Work to complete
Check which lines in the records hold "account" and report how many there are, with no other text.

Task material
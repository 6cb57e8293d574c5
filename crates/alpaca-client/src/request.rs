/*
 *
 *
 *
 *
 * MIT License
 * Copyright (c) 2025. Dwight J. Browne
 * dwight[-at-]dwightjbrowne[-dot-]com
 *
 *
 * Permission is hereby granted, free of charge, to any person obtaining a copy
 * of this software and associated documentation files (the "Software"), to deal
 * in the Software without restriction, including without limitation the rights
 * to use, copy, modify, merge, publish, distribute, sublicense, and/or sell
 * copies of the Software, and to permit persons to whom the Software is
 * furnished to do so, subject to the following conditions:
 *
 * The above copyright notice and this permission notice shall be included in all
 * copies or substantial portions of the Software.
 *
 * THE SOFTWARE IS PROVIDED "AS IS", WITHOUT WARRANTY OF ANY KIND, EXPRESS OR
 * IMPLIED, INCLUDING BUT NOT LIMITED TO THE WARRANTIES OF MERCHANTABILITY,
 * FITNESS FOR A PARTICULAR PURPOSE AND NONINFRINGEMENT. IN NO EVENT SHALL THE
 * AUTHORS OR COPYRIGHT HOLDERS BE LIABLE FOR ANY CLAIM, DAMAGES OR OTHER
 * LIABILITY, WHETHER IN AN ACTION OF CONTRACT, TORT OR OTHERWISE, ARISING FROM,
 * OUT OF OR IN CONNECTION WITH THE SOFTWARE OR THE USE OR OTHER DEALINGS IN THE
 * SOFTWARE.
 */

//! Request builder: base URL + path + prepared payload + credentials

use alpaca_core::{Credentials, Error, Method, Result, KEY_ID_HEADER, SECRET_KEY_HEADER};
use alpaca_models::schema::QueryParams;
use reqwest::header::HeaderValue;
use serde_json::Value;
use url::Url;

pub const ACCEPT: &str = "accept";
pub const CONTENT_TYPE: &str = "content-type";
pub const JSON_MEDIA_TYPE: &str = "application/json";

/// Fully qualified request, ready for the transport.
#[derive(Clone, PartialEq)]
pub struct PreparedRequest {
  pub method: Method,
  pub url: Url,
  pub headers: Vec<(&'static str, String)>,
  pub body: Option<Vec<u8>>,
}

impl PreparedRequest {
  /// Value of the first header named `name`, compared case-insensitively.
  pub fn header(&self, name: &str) -> Option<&str> {
    self
      .headers
      .iter()
      .find(|(key, _)| key.eq_ignore_ascii_case(name))
      .map(|(_, value)| value.as_str())
  }
}

// the secret header is left out
impl std::fmt::Debug for PreparedRequest {
  fn fmt(&self, f: &mut std::fmt::Formatter<'_>) -> std::fmt::Result {
    f.debug_struct("PreparedRequest")
      .field("method", &self.method)
      .field("url", &self.url.as_str())
      .field("body_len", &self.body.as_ref().map(Vec::len))
      .finish()
  }
}

/// Assemble the request for `path` below `base_url`.
///
/// Every query entry is set in order; a null value is sent as an empty string
/// so the key still reaches the server.
pub fn build_request(
  base_url: &Url,
  path: &str,
  method: Method,
  query: Option<&QueryParams>,
  body: Option<&Value>,
  credentials: &Credentials,
) -> Result<PreparedRequest> {
  let mut url = base_url.join(path).map_err(|e| Error::InvalidUrl {
    url: format!("{}{}", base_url, path),
    reason: e.to_string(),
  })?;

  if let Some(query) = query.filter(|q| !q.is_empty()) {
    let mut pairs = url.query_pairs_mut();
    for (key, value) in query.iter() {
      pairs.append_pair(key, &value.to_string());
    }
  }

  let mut headers = vec![
    (ACCEPT, JSON_MEDIA_TYPE.to_string()),
    (KEY_ID_HEADER, credentials.key_id.clone()),
    (SECRET_KEY_HEADER, credentials.secret_key.clone()),
  ];

  let body = match body {
    Some(value) => {
      headers.push((CONTENT_TYPE, JSON_MEDIA_TYPE.to_string()));
      Some(value.to_string().into_bytes())
    }
    None => None,
  };

  Ok(PreparedRequest { method, url, headers, body })
}

/// Reject credentials that cannot travel in an HTTP header.
pub fn check_credentials(credentials: &Credentials) -> Result<()> {
  for (name, value) in
    [(KEY_ID_HEADER, &credentials.key_id), (SECRET_KEY_HEADER, &credentials.secret_key)]
  {
    if value.is_empty() || HeaderValue::from_str(value).is_err() {
      return Err(Error::Config(format!("{} is empty or not a valid header value", name)));
    }
  }
  Ok(())
}

#[cfg(test)]
mod tests {
  use super::*;
  use alpaca_models::schema::QueryValue;
  use serde_json::json;

  fn base() -> Url {
    Url::parse("https://paper-api.alpaca.markets/").unwrap()
  }

  fn creds() -> Credentials {
    Credentials::new("key", "secret")
  }

  #[test]
  fn test_path_joins_below_base() {
    let request = build_request(&base(), "v2/account", Method::Get, None, None, &creds()).unwrap();
    assert_eq!(request.url.as_str(), "https://paper-api.alpaca.markets/v2/account");
    assert!(request.body.is_none());
    assert_eq!(request.header("content-type"), None);
    assert_eq!(request.header("Accept"), Some("application/json"));
    assert_eq!(request.header("apca-api-key-id"), Some("key"));
    assert_eq!(request.header(SECRET_KEY_HEADER), Some("secret"));
  }

  #[test]
  fn test_colon_paths() {
    let request =
      build_request(&base(), "v2/watchlists:by_name", Method::Get, None, None, &creds()).unwrap();
    assert_eq!(request.url.path(), "/v2/watchlists:by_name");
  }

  #[test]
  fn test_query_keeps_null_keys() {
    let mut query = QueryParams::new();
    query.set("symbols", "AAPL,MSFT");
    query.set("limit", 10i64);
    query.set("nested", QueryValue::Null);
    let request =
      build_request(&base(), "v2/orders", Method::Get, Some(&query), None, &creds()).unwrap();
    assert_eq!(request.url.query(), Some("symbols=AAPL%2CMSFT&limit=10&nested="));
  }

  #[test]
  fn test_empty_query_adds_nothing() {
    let request =
      build_request(&base(), "v2/orders", Method::Get, Some(&QueryParams::new()), None, &creds())
        .unwrap();
    assert_eq!(request.url.query(), None);
  }

  #[test]
  fn test_body_sets_content_type() {
    let body = json!({"symbol": "AAPL", "qty": "1"});
    let request =
      build_request(&base(), "v2/orders", Method::Post, None, Some(&body), &creds()).unwrap();
    assert_eq!(request.header(CONTENT_TYPE), Some(JSON_MEDIA_TYPE));
    let sent: Value = serde_json::from_slice(request.body.as_deref().unwrap()).unwrap();
    assert_eq!(sent, body);
  }

  #[test]
  fn test_debug_hides_secret() {
    let request = build_request(&base(), "v2/clock", Method::Get, None, None, &creds()).unwrap();
    assert!(!format!("{:?}", request).contains("secret"));
  }

  #[test]
  fn test_check_credentials() {
    assert!(check_credentials(&creds()).is_ok());
    assert!(check_credentials(&Credentials::new("key", "bad\nsecret")).is_err());
    assert!(check_credentials(&Credentials::new("", "secret")).is_err());
  }
}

Completed task
2